REQUIRED ACTION:
The stretch wanted below opens at the line containing "use crate::connection::RequestType;" and closes at the line containing "fn stub() ->". Please return it exactly, with no other lines.

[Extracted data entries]
====================

//! # Remote Event Factory
//!
//! Maps remote messages to events and back.
//!
//! ## Invariants
//! - Inbound, an embedded cookie equal to the receiving link's own cookie is
//!   rewritten to `COOKIE_LOCAL`. Outbound, `COOKIE_LOCAL` becomes the link
//!   cookie. The two rewrites are inverses for a fixed link.
//! - A message whose target is not registered here yields `None`, never an
//!   error: the caller decides whether to answer with an undelivered reply.
//! - Failures always surface as a `Response` with `MessageUndelivered`,
//!   addressed to the proxy that sent the original request.

use std::sync::Arc;

use svcpack::Writer;
use tracing::debug;

use crate::address::Channel;
use crate::address::ProxyAddress;
use crate::address::StubAddress;
use crate::connection::ResultType;
use crate::error::Result;
use crate::error::RpcError;
use crate::event::Event;
use crate::event::EventBody;
use crate::event::EventData;
use crate::event::ResponseEvent;
use crate::ids::Cookie;
use crate::ids::MessageId;
use crate::ids::COOKIE_LOCAL;
use crate::ids::SEQUENCE_NUMBER_NOTIFY;
use crate::interface::InterfaceShape;
use crate::message::RemoteMessage;

/// Registry lookups the factory needs to resolve message targets.
pub trait TargetLookup {
    /// Channel of a registered local stub.
    fn find_stub(&self, stub: &StubAddress) -> Option<Channel>;
    /// Channel and interface of a registered local proxy.
    fn find_proxy(&self, proxy: &ProxyAddress) -> Option<(Channel, Arc<InterfaceShape>)>;
}

/// Builds the undelivered reply to a request sent by `source`.
pub fn undelivered_response(
    source: ProxyAddress,
    shape: &InterfaceShape,
    message_id: MessageId,
    sequence: u64,
) -> ResponseEvent {
    ResponseEvent {
        target: source,
        message_id: shape.failure_response_id(message_id),
        result: ResultType::MessageUndelivered,
        sequence,
        data: EventData::default(),
    }
}

fn swap_cookie(channel: &Channel, from: Cookie, to: Cookie) -> Option<Cookie> {
    (channel.cookie == from).then_some(to)
}

/// Rewrites every embedded address cookie equal to `from` into `to`.
fn rewrite_cookies(body: &mut EventBody, from: Cookie, to: Cookie) {
    fn stub(a: &mut StubAddress, from: Cookie, to: Cookie) {
        if let Some(c) = swap_cookie(a.channel(), from, to) {
            a.set_cookie(c);
        }
    }
    fn proxy(a: &mut ProxyAddress, from: Cookie, to: Cookie) {
        if let Some(c) = swap_cookie(a.channel(), from, to) {
            a.set_cookie(c);
        }
    }
    match body {
        EventBody::Request(r) => {
            stub(&mut r.target, from, to);
            proxy(&mut r.source, from, to);
        }
        EventBody::NotifyRequest(r) => {
            stub(&mut r.target, from, to);
            proxy(&mut r.source, from, to);
        }
        EventBody::Response(r) => proxy(&mut r.target, from, to),
        EventBody::StubConnect(c) => {
            stub(&mut c.target, from, to);
            proxy(&mut c.client, from, to);
        }
        EventBody::ProxyConnect(c) => {
            proxy(&mut c.target, from, to);
            stub(&mut c.server, from, to);
        }
        EventBody::Custom(_) => {}
    }
}

/// Cookie of the process an event must travel to.
fn target_cookie(body: &EventBody) -> Cookie {
    match body {
        EventBody::Request(r) => r.target.channel().cookie,
        EventBody::NotifyRequest(r) => r.target.channel().cookie,
        EventBody::Response(r) => r.target.channel().cookie,
        EventBody::StubConnect(c) => c.target.channel().cookie,
        EventBody::ProxyConnect(c) => c.target.channel().cookie,
        EventBody::Custom(_) => COOKIE_LOCAL,
    }
}

/// Channel of the remote peer endpoint, as seen from this process.
fn peer_channel(peer_cookie: Cookie, link: &Channel, local: &Channel) -> Channel {
    Channel::new(peer_cookie, link.source, local.source)
}

pub struct RemoteEventFactory;

impl RemoteEventFactory {
    /// Rebuilds the event carried by `msg`, received on `channel`.
    ///
    /// Returns `Ok(None)` when the addressed stub or proxy is not registered.
    pub fn create_event_from_stream(
        msg: &RemoteMessage,
        channel: &Channel,
        lookup: &dyn TargetLookup,
    ) -> Result<Option<Event>> {
        let mut body = EventBody::read_wire(&mut msg.body_reader())?;
        rewrite_cookies(&mut body, channel.cookie, COOKIE_LOCAL);

        let resolved = match &mut body {
            EventBody::Request(r) => lookup.find_stub(&r.target).map(|local| {
                let peer = peer_channel(r.source.channel().cookie, channel, &local);
                r.target.set_channel(local);
                r.source.set_channel(peer);
            }),
            EventBody::NotifyRequest(r) => lookup.find_stub(&r.target).map(|local| {
                let peer = peer_channel(r.source.channel().cookie, channel, &local);
                r.target.set_channel(local);
                r.source.set_channel(peer);
            }),
            EventBody::Response(r) => lookup.find_proxy(&r.target).map(|(local, _)| {
                r.target.set_channel(local);
            }),
            EventBody::StubConnect(c) => lookup.find_stub(&c.target).map(|local| {
                let peer = peer_channel(c.client.channel().cookie, channel, &local);
                c.target.set_channel(local);
                c.client.set_channel(peer);
            }),
            EventBody::ProxyConnect(c) => lookup.find_proxy(&c.target).map(|(local, _)| {
                let peer = peer_channel(c.server.channel().cookie, channel, &local);
                c.target.set_channel(local);
                c.server.set_channel(peer);
            }),
            EventBody::Custom(_) => return Err(RpcError::NotRemote),
        };

        if resolved.is_none() {
            debug!(message_id = msg.message_id, sequence = msg.sequence, "Remote message target not registered");
            return Ok(None);
        }
        Ok(Some(Event::remote(body)))
    }

    /// Serializes a remote event for sending on `channel`.
    pub fn create_stream_from_event(event: &Event, channel: &Channel) -> Result<RemoteMessage> {
        if !event.is_remote() {
            return Err(RpcError::NotRemote);
        }
        let mut body = event.body.clone();
        rewrite_cookies(&mut body, COOKIE_LOCAL, channel.cookie);

        let mut w = Writer::new();
        body.write_wire(&mut w)?;

        Ok(RemoteMessage::new(
            channel.cookie,
            target_cookie(&body),
            event.message_id(),
            event.result(),
            event.sequence(),
            w.into_bytes(),
        ))
    }

    /// Turns an undeliverable request back into an undelivered response for
    /// its source proxy.
    ///
    /// Returns `Ok(None)` if the message is not a request or the source proxy
    /// is not registered here.
    pub fn create_request_failed_event(
        msg: &RemoteMessage,
        channel: &Channel,
        lookup: &dyn TargetLookup,
    ) -> Result<Option<Event>> {
        let mut body = EventBody::read_wire(&mut msg.body_reader())?;
        rewrite_cookies(&mut body, channel.cookie, COOKIE_LOCAL);

        let (source, message_id, sequence) = match body {
            EventBody::Request(r) => (r.source, r.message_id, r.sequence),
            EventBody::NotifyRequest(r) => (r.source, r.message_id, SEQUENCE_NUMBER_NOTIFY),
            _ => return Ok(None),
        };

        let Some((local, shape)) = lookup.find_proxy(&source) else {
            debug!(proxy = %source, "Source proxy of failed request is gone");
            return Ok(None);
        };
        let source = source.with_channel(local);
        let response = undelivered_response(source, &shape, message_id, sequence);
        Ok(Some(Event::remote(EventBody::Response(response))))
    }
}

#[cfg(test)]
mod tests {
    use super::*;
    use crate::address::ServiceItem;
    use crate::address::ServiceType;
    use crate::address::Version;
    use crate::connection::RequestType;
    use crate::event::NotifyRequestEvent;
    use crate::event::RequestEvent;
    use crate::ids::attribute_id;
    use crate::ids::request_id;
    use crate::ids::response_id;

    const LINK_COOKIE: Cookie = 300;
    const PEER_COOKIE: Cookie = 301;

    fn shape() -> Arc<InterfaceShape> {
        let mut shape = InterfaceShape::new("Calc", Version::new(1, 0, 0)).attribute("total");
        for i in 0..11 {
            shape = shape.request(format!("req{i}"), Some(format!("rsp{i}").as_str()));
        }
        Arc::new(shape)
    }

    fn item() -> ServiceItem {
        ServiceItem::new("Calc", Version::new(1, 0, 0), ServiceType::Public)
    }

    fn stub() -> StubAddress {
        StubAddress::new(item(), "MainCalc", "WorkerThread")
    }

    fn proxy() -> ProxyAddress {
        ProxyAddress::new(item(), "MainCalc", "ClientThread")
    }

    /// Both endpoints registered in this process.
    struct Everything;

    impl TargetLookup for Everything {
        fn find_stub(&self, _stub: &StubAddress) -> Option<Channel> {
            Some(Channel::local(11))
        }

        fn find_proxy(&self, _proxy: &ProxyAddress) -> Option<(Channel, Arc<InterfaceShape>)> {
            Some((Channel::local(12), shape()))
        }
    }

    struct Nothing;

    impl TargetLookup for Nothing {
        fn find_stub(&self, _stub: &StubAddress) -> Option<Channel> {
            None
        }

        fn find_proxy(&self, _proxy: &ProxyAddress) -> Option<(Channel, Arc<InterfaceShape>)> {
            None
        }
    }

    fn link() -> Channel {
        Channel::new(LINK_COOKIE, 5, 0)
    }

    fn request() -> RequestEvent {
        RequestEvent {
            source: proxy().with_channel(Channel::new(PEER_COOKIE, 0, 0)),
            target: stub().with_channel(Channel::local(11)),
            message_id: request_id(10),
            request_type: RequestType::Call,
            sequence: 1,
            data: EventData::external(vec![4u8, 2]),
        }
    }

    #[test]
    fn test_request_roundtrip_is_idempotent() {
        let event = Event::remote(EventBody::Request(request()));
        let msg = RemoteEventFactory::create_stream_from_event(&event, &link()).unwrap();
        assert_eq!(msg.source, LINK_COOKIE);
        assert_eq!(msg.target, LINK_COOKIE);
        assert_eq!(msg.sequence, 1);

        let back = RemoteEventFactory::create_event_from_stream(&msg, &link(), &Everything).unwrap().unwrap();
        assert_eq!(back.message_id(), event.message_id());
        assert_eq!(back.sequence(), event.sequence());
        let (EventBody::Request(a), EventBody::Request(b)) = (&event.body, &back.body) else {
            panic!("not requests")
        };
        assert_eq!(a.source, b.source);
        assert_eq!(a.target, b.target);
        assert_eq!(b.target.channel().cookie, COOKIE_LOCAL);
        assert_eq!(b.source.channel().cookie, PEER_COOKIE);
        assert_eq!(a.data, b.data);
    }

    #[test]
    fn test_notify_request_roundtrip_is_idempotent() {
        let r = request();
        let event = Event::remote(EventBody::NotifyRequest(NotifyRequestEvent {
            source: r.source,
            target: r.target,
            message_id: attribute_id(0),
            request_type: RequestType::StartNotify,
        }));
        let msg = RemoteEventFactory::create_stream_from_event(&event, &link()).unwrap();
        let back = RemoteEventFactory::create_event_from_stream(&msg, &link(), &Everything).unwrap().unwrap();
        assert_eq!(back.body, event.body);
        assert_eq!(back.message_id(), attribute_id(0));
    }

    #[test]
    fn test_response_roundtrip_is_idempotent() {
        let event = Event::remote(EventBody::Response(ResponseEvent {
            target: proxy().with_channel(Channel::local(12)),
            message_id: response_id(10),
            result: ResultType::RequestOk,
            sequence: 77,
            data: EventData::external(vec![1u8]),
        }));
        let msg = RemoteEventFactory::create_stream_from_event(&event, &link()).unwrap();
        assert_eq!(msg.result, ResultType::RequestOk);

        let back = RemoteEventFactory::create_event_from_stream(&msg, &link(), &Everything).unwrap().unwrap();
        assert_eq!(back.body, event.body);
        assert_eq!(back.sequence(), 77);
    }

    #[test]
    fn test_local_event_is_not_streamed() {
        let event = Event::local(EventBody::Request(request()));
        assert_eq!(
            RemoteEventFactory::create_stream_from_event(&event, &link()).unwrap_err(),
            RpcError::NotRemote
        );
    }

    #[test]
    fn test_unregistered_target_yields_none() {
        let event = Event::remote(EventBody::Request(request()));
        let msg = RemoteEventFactory::create_stream_from_event(&event, &link()).unwrap();
        assert!(RemoteEventFactory::create_event_from_stream(&msg, &link(), &Nothing).unwrap().is_none());
    }

    #[test]
    fn test_request_failed_event_targets_source_proxy() {
        // The request as sent by the proxy's process.
        let mut r = request();
        r.source.set_cookie(COOKIE_LOCAL);
        r.target.set_cookie(PEER_COOKIE);
        let event = Event::remote(EventBody::Request(r));
        let msg = RemoteEventFactory::create_stream_from_event(&event, &link()).unwrap();
        let returned = msg.failed_response();

        let failed = RemoteEventFactory::create_request_failed_event(&returned, &link(), &Everything)
            .unwrap()
            .unwrap();
        let EventBody::Response(resp) = &failed.body else { panic!("not a response") };
        assert_eq!(resp.target, proxy());
        assert_eq!(*resp.target.channel(), Channel::local(12));
        assert_eq!(resp.result, ResultType::MessageUndelivered);
        assert_eq!(resp.sequence, 1);
        assert_eq!(resp.message_id, response_id(10));
    }

    #[test]
    fn test_request_failed_event_without_proxy() {
        let event = Event::remote(EventBody::Request(request()));
        let msg = RemoteEventFactory::create_stream_from_event(&event, &link()).unwrap();
        assert!(RemoteEventFactory::create_request_failed_event(&msg, &link(), &Nothing).unwrap().is_none());
    }
}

====================

PROBLEM SOLUTION:
    use crate::connection::RequestType;
    use crate::event::NotifyRequestEvent;
    use crate::event::RequestEvent;
    use crate::ids::attribute_id;
    use crate::ids::request_id;
    use crate::ids::response_id;

    const LINK_COOKIE: Cookie = 300;
    const PEER_COOKIE: Cookie = 301;

    fn shape() -> Arc<InterfaceShape> {
        let mut shape = InterfaceShape::new("Calc", Version::new(1, 0, 0)).attribute("total");
        for i in 0..11 {
            shape = shape.request(format!("req{i}"), Some(format!("rsp{i}").as_str()));
        }
        Arc::new(shape)
    }

    fn item() -> ServiceItem {
        ServiceItem::new("Calc", Version::new(1, 0, 0), ServiceType::Public)
    }

    fn stub() -> StubAddress {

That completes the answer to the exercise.